Every organism needs nitrogen to survive and grow and many organisms do not have the ability to obtain nitrogen from molecular nitrogen (N2), the major component in the atmosphere because they lack the nitrogen fixation pathway and have to rely on supply of nitrogen that has been fixed by others.
The availability of fixed nitrogen, in the form of ammonium, nitrite and nitrate, consequently often limits primary production in the environment. That's one of the reasons why many fertilizers are rich in fixed nitrogen.
There are microbial processes that convert fixed nitrogen back to N2 (production of energy instead of growth). Scientists call this process loss of fixed nitrogen, because it removes the important fixed nitrogen from the environment, and thereby limits primary productivity (i.e. production of biomass). These nitrogen-loss processes, which are carried out by different types of microbes, include the reduction of nitrogen compounds like nitrate and nitrite, the oxidation of ammonium, and a process that combines nitrite and ammonium to form N2, the anaerobic ammonium oxidation (anammox).
In the water column of the ocean, these nitrogen-loss processes are most prominent in water bodies, known as oxygen minimum zones (OMZs), where dissolved oxygen (O2) is rapidly consumed almost to completion. There is major concern that such OMZs will expand in the future due to climate change, which could have a massive impact on the amount of nitrogen lost from the marine realm, affecting the primary productivity in the ocean.
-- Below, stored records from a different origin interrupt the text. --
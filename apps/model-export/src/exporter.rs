//! Model export steps. Each step either produces an artifact or leaves an
//! empty placeholder file behind; nothing is retried or validated.

use std::path::{Path, PathBuf};

use anyhow::{Context, Result};
use async_trait::async_trait;
use thiserror::Error;
use tokio::process::Command;
use tracing::{error, info, warn};

pub const LAYOUTLM_MODEL_URL: &str = "https://huggingface.co/microsoft/layoutlmv3-base";

#[derive(Debug, Error)]
pub enum ExportError {
    #[error("failed to launch exporter '{bin}': {source}")]
    Spawn {
        bin: String,
        #[source]
        source: std::io::Error,
    },

    #[error("exporter exited with {status}: {stderr}")]
    Failed { status: String, stderr: String },
}

/// Produces ONNX artifacts for a model. Swap implementations in tests or to
/// use a different toolchain.
#[async_trait]
pub trait OnnxExporter: Send + Sync {
    async fn export(&self, model: &str, task: &str, output_dir: &Path) -> Result<(), ExportError>;
}

/// Shells out to `optimum-cli export onnx`.
pub struct OptimumCliExporter {
    pub bin: String,
}

#[async_trait]
impl OnnxExporter for OptimumCliExporter {
    async fn export(&self, model: &str, task: &str, output_dir: &Path) -> Result<(), ExportError> {
        let output = Command::new(&self.bin)
            .args(["export", "onnx", "--model", model, "--task", task])
            .arg(output_dir)
            .output()
            .await
            .map_err(|source| ExportError::Spawn {
                bin: self.bin.clone(),
                source,
            })?;

        if !output.status.success() {
            return Err(ExportError::Failed {
                status: output.status.to_string(),
                stderr: String::from_utf8_lossy(&output.stderr).trim().to_string(),
            });
        }
        Ok(())
    }
}

#[derive(Debug, Clone, PartialEq, Eq)]
pub enum ExportOutcome {
    Exported(PathBuf),
    Placeholder(PathBuf),
}

/// Creates the file if missing; existing content is left untouched.
pub async fn touch(path: &Path) -> Result<()> {
    tokio::fs::OpenOptions::new()
        .create(true)
        .append(true)
        .open(path)
        .await
        .with_context(|| format!("failed to create placeholder {}", path.display()))?;
    Ok(())
}

/// Exports the feature-extraction model into `<models_dir>/distilbert`, or
/// touches `<models_dir>/distilbert.onnx` when the exporter fails.
pub async fn export_distilbert(
    exporter: &dyn OnnxExporter,
    models_dir: &Path,
    model: &str,
    task: &str,
) -> Result<ExportOutcome> {
    info!("Exporting {model} to ONNX...");

    let output_dir = models_dir.join("distilbert");
    let placeholder = models_dir.join("distilbert.onnx");

    match exporter.export(model, task, &output_dir).await {
        Ok(()) => {
            info!("{model} exported to {}", output_dir.display());
            Ok(ExportOutcome::Exported(output_dir))
        }
        Err(e) => {
            error!("Failed to export {model}: {e}");
            warn!("Creating placeholder file...");
            touch(&placeholder).await?;
            Ok(ExportOutcome::Placeholder(placeholder))
        }
    }
}

/// LayoutLM has no automated export; it must be downloaded by hand.
pub async fn create_layoutlm_placeholder(models_dir: &Path) -> Result<PathBuf> {
    info!("Creating LayoutLM placeholder...");

    let path = models_dir.join("layoutlm.onnx");
    touch(&path).await?;

    info!("Placeholder created at {}", path.display());
    warn!("For the actual LayoutLM model visit {LAYOUTLM_MODEL_URL}");
    warn!("or run: git lfs install && git clone {LAYOUTLM_MODEL_URL}");
    Ok(path)
}

#[derive(Debug)]
pub struct ExportReport {
    pub distilbert: ExportOutcome,
    pub layoutlm: PathBuf,
}

/// Runs both steps in order against `models_dir`, creating it first.
pub async fn run_export(
    exporter: &dyn OnnxExporter,
    models_dir: &Path,
    model: &str,
    task: &str,
) -> Result<ExportReport> {
    tokio::fs::create_dir_all(models_dir)
        .await
        .with_context(|| format!("failed to create {}", models_dir.display()))?;

    let distilbert = export_distilbert(exporter, models_dir, model, task).await?;
    let layoutlm = create_layoutlm_placeholder(models_dir).await?;

    Ok(ExportReport {
        distilbert,
        layoutlm,
    })
}

#[cfg(test)]
mod tests {
    use super::*;
    use std::sync::Mutex;

    struct RecordingExporter {
        fail: bool,
        calls: Mutex<Vec<(String, String, PathBuf)>>,
    }

    impl RecordingExporter {
        fn new(fail: bool) -> Self {
            Self {
                fail,
                calls: Mutex::new(Vec::new()),
            }
        }
    }

    #[async_trait]
    impl OnnxExporter for RecordingExporter {
        async fn export(
            &self,
            model: &str,
            task: &str,
            output_dir: &Path,
        ) -> Result<(), ExportError> {
            self.calls.lock().unwrap().push((
                model.to_string(),
                task.to_string(),
                output_dir.to_path_buf(),
            ));
            if self.fail {
                Err(ExportError::Failed {
                    status: "exit status: 1".to_string(),
                    stderr: "no such model".to_string(),
                })
            } else {
                Ok(())
            }
        }
    }

    #[tokio::test]
    async fn test_successful_export_writes_no_placeholder() {
        let dir = tempfile::tempdir().unwrap();
        let exporter = RecordingExporter::new(false);

        let outcome = export_distilbert(
            &exporter,
            dir.path(),
            "distilbert-base-uncased",
            "feature-extraction",
        )
        .await
        .unwrap();

        assert_eq!(outcome, ExportOutcome::Exported(dir.path().join("distilbert")));
        assert!(!dir.path().join("distilbert.onnx").exists());

        let calls = exporter.calls.lock().unwrap();
        assert_eq!(calls.len(), 1);
        assert_eq!(calls[0].0, "distilbert-base-uncased");
        assert_eq!(calls[0].1, "feature-extraction");
    }

    #[tokio::test]
    async fn test_failed_export_touches_empty_placeholder() {
        let dir = tempfile::tempdir().unwrap();
        let exporter = RecordingExporter::new(true);

        let outcome = export_distilbert(&exporter, dir.path(), "m", "feature-extraction")
            .await
            .unwrap();

        let placeholder = dir.path().join("distilbert.onnx");
        assert_eq!(outcome, ExportOutcome::Placeholder(placeholder.clone()));
        assert_eq!(std::fs::metadata(&placeholder).unwrap().len(), 0);
    }

    #[tokio::test]
    async fn test_touch_keeps_existing_content() {
        let dir = tempfile::tempdir().unwrap();
        let path = dir.path().join("layoutlm.onnx");
        std::fs::write(&path, b"weights").unwrap();

        touch(&path).await.unwrap();

        assert_eq!(std::fs::read(&path).unwrap(), b"weights");
    }

    #[tokio::test]
    async fn test_run_export_creates_nested_models_dir() {
        let dir = tempfile::tempdir().unwrap();
        let models_dir = dir.path().join("public").join("models");
        let exporter = RecordingExporter::new(true);

        let report = run_export(&exporter, &models_dir, "m", "feature-extraction")
            .await
            .unwrap();

        assert!(models_dir.is_dir());
        assert_eq!(report.layoutlm, models_dir.join("layoutlm.onnx"));
        assert!(report.layoutlm.exists());
        assert!(matches!(report.distilbert, ExportOutcome::Placeholder(_)));
    }

    #[tokio::test]
    async fn test_missing_exporter_binary_falls_back_to_placeholder() {
        let dir = tempfile::tempdir().unwrap();
        let exporter = OptimumCliExporter {
            bin: "definitely-not-an-installed-exporter".to_string(),
        };

        let outcome = export_distilbert(&exporter, dir.path(), "m", "feature-extraction")
            .await
            .unwrap();

        assert_eq!(
            outcome,
            ExportOutcome::Placeholder(dir.path().join("distilbert.onnx"))
        );
    }
}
For these reasons, it is important to know which microbial process is responsible for what part of the observed nitrogen-loss, and where this process happens within OMZs.
Co-author Ben Brunner of the Max Planck Institute for Marine Microbiology explains, "We can answer this question with the help of stable nitrogen isotopes, by looking at the ratio between the stable isotopes 15N and 14N in the different pools of fixed N and in the produced N2, because different microbial processes leave different N isotope fingerprints; some prefer the light isotope 14N over the heavier isotope 15N, and others do the opposite." Sergio Contreras, a (paleo) biogeochemist interested in the past and future of the Nitrogen cycling, continues: "However, the prerequisite to decipher the N isotope signatures in the environment is to know the isotope fingerprint of the individual nitrogen-loss processes".
Moritz Lehmann, isotope biogeochemist from the University of Basel, adds, "This is where so far, there was a gaping hole in our knowledge. The isotope effects of one major N-loss process, namely anammox, were unknown, and previous N-isotope based assessments of fixed N loss rates in the global ocean may have been severely biased."
Boran Kartal, microbiologist at Radboud University Nijmegen, explains, "We used the highly enriched cultures that are available in our laboratory to determine the nitrogen isotope effects of anammox bacteria. Our findings show that the isotope effects induced by anammox can explain isotope signatures observed in the OMZs, which are very important primary production sites in the oceans."
Marcel Kuypers, director at the Max Planck Institute, summarizes: "This missing piece of information is of utmost importance to solve the nitrogen isotope puzzle, not only because anammox is an important process in OMZs, but also because anammox simultaneously affects the nitrogen isotope composition of all nitrogen pools of interest: it converts ammonium and nitrite to N2 and nitrate."
Through their joint effort the scientists were able to decipher the intricate isotope fingerprint of anammox. Their results, published in the Proceeding of the National Academy of Sciences of the United States of America, reconcile so far mysterious N isotope patterns from OMZ, and provide the missing piece to solve the nitrogen isotope puzzle for fixed N-loss from the environment.